Building a Support Team Around Your Child: How ABA Fits With Other Therapies

Author : Advanceable ABA | Published On : 12 Jun 2026

ABA therapy is rarely the only support a child with autism needs, and it works best when it's coordinated with — rather than isolated from — the other services in a child's life. Building a coherent support team takes intention, but the families who do it well tend to see better outcomes across every service their child receives.

 

The Core Team Members

 

Most children receiving ABA therapy are also connected to at least a few other specialists. The typical core team might include the supervising BCBA, one or more Registered Behavior Technicians, a speech-language pathologist (SLP), an occupational therapist (OT), a pediatrician or developmental pediatrician, and a school-based team if the child is school-age.

 

Each of these professionals brings a different lens. The SLP focuses on communication — language development, pragmatic social skills, and AAC (augmentative and alternative communication) if needed. The OT addresses daily living skills, sensory processing, and fine motor function. The developmental pediatrician or psychiatrist monitors overall development, manages any medication considerations, and often coordinates referrals. The school team is responsible for educational access and any specialized instruction under an IEP.

 

ABA sits within this team as the service most focused on behavior, skill building across multiple domains, and applying learning principles in structured ways. Its scope overlaps with some of what SLPs and OTs do — which makes coordination especially important to avoid conflicting approaches.

 

How ABA Complements Speech-Language Therapy

 

The goals of ABA and SLP often align closely, particularly for children with communication challenges. Both are working on language — but through different mechanisms. SLPs typically focus on language form, phonology, and pragmatics; ABA focuses on language as behavior, building communication as a functional skill using reinforcement-based teaching.

 

When these two providers are communicating, they can align their approaches rather than working at cross-purposes. If the SLP is using a specific AAC device or picture exchange system, the BCBA should know about it and integrate it into ABA sessions.

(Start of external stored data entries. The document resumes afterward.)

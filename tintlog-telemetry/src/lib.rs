//! # tintlog-telemetry
//!
//! Self-diagnostics for the logging pipeline. tintlog reports its own
//! trouble (failing extenders, unschedulable flushes, unserializable fields)
//! through `tracing`, never through the logger it is diagnosing.
//!
//! ### Components:
//! - `diagnostics`: subscriber setup and the pipeline's diagnostic events
//! - `metrics`: Prometheus counters for emissions, suppressions and failures

pub mod diagnostics;
pub mod error;
pub mod metrics;

pub use diagnostics::Diagnostics;
pub use error::TelemetryError;
pub use metrics::PipelineMetrics;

If ABA is building a particular requesting skill, the SLP can reinforce that skill in their own sessions and suggest extensions.

 

How ABA Fits With Occupational Therapy

 

OT and ABA often address overlapping skill areas — self-care, daily routines, sensory regulation — from different angles. OTs bring specialized knowledge about sensory processing and fine motor development; BCBAs bring systematic teaching approaches and behavior management. When the two teams are aligned, they can avoid duplicating effort and ensure consistent strategies across settings.

 

One practical example: if an OT is working on a child's tolerance for certain textures and the BCBA isn't aware of this goal, the ABA sessions might inadvertently expose the child to those textures in ways that undermine the OT's approach. Sharing information prevents that kind of unintentional interference.

 

Making the Team Work in Practice

 

Good coordination requires someone to take the initiative — usually the parent. You are the constant across all of your child's services; you're the one in every meeting, on every call, aware of what each provider is doing. A few practical steps make coordination more real:

 

Ask each provider to complete a simple release-of-information form so they can communicate with each other. Share treatment summaries across your child's team (with appropriate consent). When you have a meeting with one provider — a BCBA progress review or an IEP meeting — bring questions from the other providers' domains. Note when strategies seem to conflict and raise that explicitly.

 

Connecting with Advanceable ABA near you can help you identify providers in North Carolina who have experience working within multi-disciplinary teams and who are equipped to communicate effectively with your child's broader support network.

 

What "Team" Really Means

 

A support team isn't just a list of providers. It's a set of relationships — between the providers, and between each provider and your family. Teams that communicate, that share data respectfully, and that hold the same broad goals for a child will outperform a group of excellent-but-isolated specialists every time. Building that team takes time and persistent follow-through, but the investment pays dividends across every domain of your child's development.